I pulled myself out of my head and started focusing less on the people I couldn’t control and more on what I could: myself. I had the power to change my stagnant situation. I started going on walks of gratitude, I reread my patriarchal blessing for the first time in a while, and I even started exercising the body I’ve been blessed with. And with Christ as my example, I was reminded of my love of serving others.

“Religion is not only about our relationship with God; it is also about our relationship with each other,”5 Elder Phillips declared. If we want to truly know Christ—to emulate Him—we need to be thinking about our relationship with others.

This small desire caught fire within me. I began to be more productive in what I was doing to strengthen my relationships rather than what others were not.

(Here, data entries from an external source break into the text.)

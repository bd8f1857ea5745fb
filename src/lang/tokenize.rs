use std::sync::Arc;

use log::warn;
use pom::parser::{any, empty, end, is_a, one_of, sym, tag, Parser};

use crate::lang::token::{Token, TokenKind, KEYWORDS, OPERATORS};

fn space<'a>() -> Parser<'a, char, ()> {
    one_of(" \t\r").repeat(0..).discard()
}

fn number<'a>() -> Parser<'a, char, &'a [char]> {
    let digits = || is_a(|c: char| c.is_ascii_digit()).repeat(1..);
    (digits() + (sym('.') + digits()).opt()).collect()
}

fn word<'a>() -> Parser<'a, char, &'a [char]> {
    (is_a(|c: char| c.is_ascii_alphabetic() || c == '_')
        + is_a(|c: char| c.is_ascii_alphanumeric() || c == '_').repeat(0..))
    .collect()
}

fn operator<'a>() -> Parser<'a, char, &'a [char]> {
    // NB: order matters, longer operators must come before their prefixes
    let long = tag("//") | tag("/*") | tag("*/") | tag("==") | tag("!=") | tag("<=") | tag(">=");

    long.collect() | one_of("+-*/%<>=.,()\"").collect()
}

/// Matches a whole line as a list of `(column, lexeme)` pairs
fn lexemes<'a>() -> Parser<'a, char, Vec<(usize, &'a [char])>> {
    let lexeme = empty().pos() + (number() | word() | operator() | any().collect());

    (space() * lexeme).repeat(0..) - space() - end()
}

fn classify(text: &str) -> TokenKind {
    if let Some(kind) = OPERATORS.get(text).or_else(|| KEYWORDS.get(text)) {
        return *kind;
    }

    match text.chars().next() {
        Some(c) if c.is_uppercase() => TokenKind::Name,
        Some(c) if c.is_alphabetic() || c == '_' => TokenKind::Variable,
        Some(c) if c.is_ascii_digit() => TokenKind::Number,
        _ => TokenKind::Unknown,
    }
}

struct Tokenizer {
    source: Arc<str>,
    tokens: Vec<Token>,
    in_comment: bool,
}

impl Tokenizer {
    fn push(&mut self, kind: TokenKind, text: String, line: usize, start: usize, end: usize) {
        let index = self.tokens.len();
        self.tokens.push(Token {
            kind,
            text,
            line,
            start,
            end,
            index,
            source: self.source.clone(),
        });
    }

    fn line(&mut self, line: &str, lineno: usize) {
        let chars: Vec<char> = line.chars().collect();
        let lexemes = match lexemes().parse(&chars) {
            Ok(l) => l,
            Err(e) => {
                warn!("{}:{}: unable to split line: {}", self.source, lineno, e);
                vec![(0, &chars[..])]
            }
        };

        // Lexemes starting before this column were swallowed by a string literal
        let mut resume_at = 0;
        for (pos, raw) in lexemes {
            if pos < resume_at {
                continue;
            }

            let text: String = raw.iter().collect();
            if self.in_comment {
                if text == "*/" {
                    self.in_comment = false;
                }
                continue;
            }

            match text.as_str() {
                "//" => break,
                "/*" => self.in_comment = true,
                "\"" => {
                    let last = chars[pos + 1..]
                        .iter()
                        .position(|c| *c == '"')
                        .map(|off| pos + 1 + off)
                        .unwrap_or(chars.len() - 1);
                    let literal: String = chars[pos..=last].iter().collect();
                    self.push(TokenKind::String, literal, lineno, pos + 1, last + 1);
                    resume_at = last + 1;
                }
                _ => {
                    let kind = classify(&text);
                    self.push(kind, text, lineno, pos + 1, pos + raw.len());
                }
            }
        }

        let col = chars.len() + 1;
        self.push(TokenKind::Eol, String::new(), lineno, col, col);
    }
}

/// Tokenize `lines` of the source file `source`
///
/// The result always ends with one `Eof` token and every line contributes a trailing `Eol`.
pub fn tokenize<S: AsRef<str>>(lines: &[S], source: &str) -> Vec<Token> {
    let mut tokenizer = Tokenizer {
        source: Arc::from(source),
        tokens: Vec::new(),
        in_comment: false,
    };

    for (i, line) in lines.iter().enumerate() {
        tokenizer.line(line.as_ref(), i + 1);
    }

    let (line, col) = match lines.last() {
        Some(l) => (lines.len(), l.as_ref().chars().count() + 1),
        None => (1, 1),
    };
    tokenizer.push(TokenKind::Eof, String::new(), line, col, col);

    tokenizer.tokens
}

/// Split `text` into lines and tokenize it
pub fn tokenize_str(text: &str, source: &str) -> Vec<Token> {
    let lines: Vec<&str> = text.lines().collect();
    tokenize(&lines, source)
}

#[cfg(test)]
fn kinds(text: &str) -> Vec<TokenKind> {
    tokenize_str(text, "test").iter().map(|t| t.kind).collect()
}

#[test]
fn test_if_line() {
    let tokens = tokenize_str(r#"if a is 123 then a = "THIS IS A TEST" else 2"#, "test");

    let equals: Vec<&Token> = tokens.iter().filter(|t| t.kind == TokenKind::Equal).collect();
    assert_eq!(equals.len(), 1);
    assert_eq!(equals[0].text, "is");

    let strings: Vec<&Token> = tokens.iter().filter(|t| t.kind == TokenKind::String).collect();
    assert_eq!(strings.len(), 1);
    assert_eq!(strings[0].text, "\"THIS IS A TEST\"");
    assert_eq!(strings[0].start, 22);

    let n = tokens.len();
    assert_eq!(tokens[n - 2].kind, TokenKind::Eol);
    assert_eq!(tokens[n - 1].kind, TokenKind::Eof);
    assert_eq!(tokens.iter().filter(|t| t.kind == TokenKind::Eol).count(), 1);
}

#[test]
fn test_idempotent() {
    let text = "class A of type B\n  x = 1.5 * (y - 2) // trailing\nend";
    assert_eq!(tokenize_str(text, "a"), tokenize_str(text, "a"));
}

#[test]
fn test_classification() {
    use TokenKind::*;

    let tests = vec![
        ("Player", vec![Name, Eol, Eof]),
        ("player", vec![Variable, Eol, Eof]),
        ("_tmp", vec![Variable, Eol, Eof]),
        ("12.5", vec![Number, Eol, Eof]),
        ("a.b", vec![Variable, Dot, Variable, Eol, Eof]),
        ("x <= 3", vec![Variable, LessEqual, Number, Eol, Eof]),
        ("x >= 3 != 4", vec![Variable, GreaterEqual, Number, NotEqual, Number, Eol, Eof]),
        ("not a and b or c", vec![Not, Variable, And, Variable, Or, Variable, Eol, Eof]),
        ("a isnt b", vec![Variable, NotEqual, Variable, Eol, Eof]),
        ("while x do", vec![Keyword, Variable, Keyword, Eol, Eof]),
        ("a @ b", vec![Variable, Unknown, Variable, Eol, Eof]),
        ("", vec![Eof]),
    ];

    for (input, expected) in tests {
        assert_eq!(kinds(input), expected, "input: {}", input);
    }
}

#[test]
fn test_comments() {
    use TokenKind::*;

    assert_eq!(kinds("a = 1 // b = 2"), vec![Variable, Assign, Number, Eol, Eof]);
    assert_eq!(
        kinds("a /* hidden\nstill hidden */ b"),
        vec![Variable, Eol, Variable, Eol, Eof]
    );

    let tokens = tokenize_str("/* one\ntwo\n*/ x", "c");
    let x = tokens.iter().find(|t| t.kind == Variable).expect("x missing");
    assert_eq!(x.line, 3);
    assert_eq!(x.start, 4);
}

#[test]
fn test_strings() {
    use TokenKind::*;

    let tokens = tokenize_str(r#"s = "a // not a comment" + "x""#, "s");
    let strings: Vec<&str> = tokens
        .iter()
        .filter(|t| t.kind == String)
        .map(|t| t.text.as_str())
        .collect();
    assert_eq!(strings, vec!["\"a // not a comment\"", "\"x\""]);

    let tokens = tokenize_str(r#"s = "unterminated and more"#, "s");
    assert_eq!(tokens[2].kind, String);
    assert_eq!(tokens[2].text, "\"unterminated and more");
    assert_eq!(tokens[3].kind, Eol);
}

#[test]
fn test_positions() {
    let tokens = tokenize_str("a\n  bb = 3", "pos.kes");
    let bb = &tokens[2];
    assert_eq!(bb.text, "bb");
    assert_eq!((bb.line, bb.start, bb.end), (2, 3, 4));
    assert_eq!(&*bb.source, "pos.kes");
    for (i, t) in tokens.iter().enumerate() {
        assert_eq!(t.index, i);
    }
}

I baked zucchini bread for the girls I minister to, I started playing pickleball with people in my ward, and I FaceTimed friends I hadn’t talked to in a while.

Know Who You Are

Elder Phillips reminded me that when I get bouts of loneliness, I need to remind myself to strengthen my relationship with God and reach outward like Christ. But I also need to make sure I know who I am.

He counseled:

“Do not misunderstand or devalue how important you are to your Father in Heaven. You are not an accidental by-product of nature, a cosmic orphan, or a result of matter plus time plus chance. …

“Your life has meaning and purpose. … You are a beloved child of Heavenly Father.”6

Sometimes it’s easy to forget those truths. We treat our friends with kindness, but do we treat ourselves that way? God loves us just as much as He loves anyone else; we should be a friend to all—ourselves included.

If you are frequently gripped with loneliness, take Elder Phillips’ counsel:

“Know your Father in Heaven. …

“Know who Jesus Christ is. …

“Know who you are.”

That lonely grasp will loosen as we become more productive in pursuing the relationships we can control.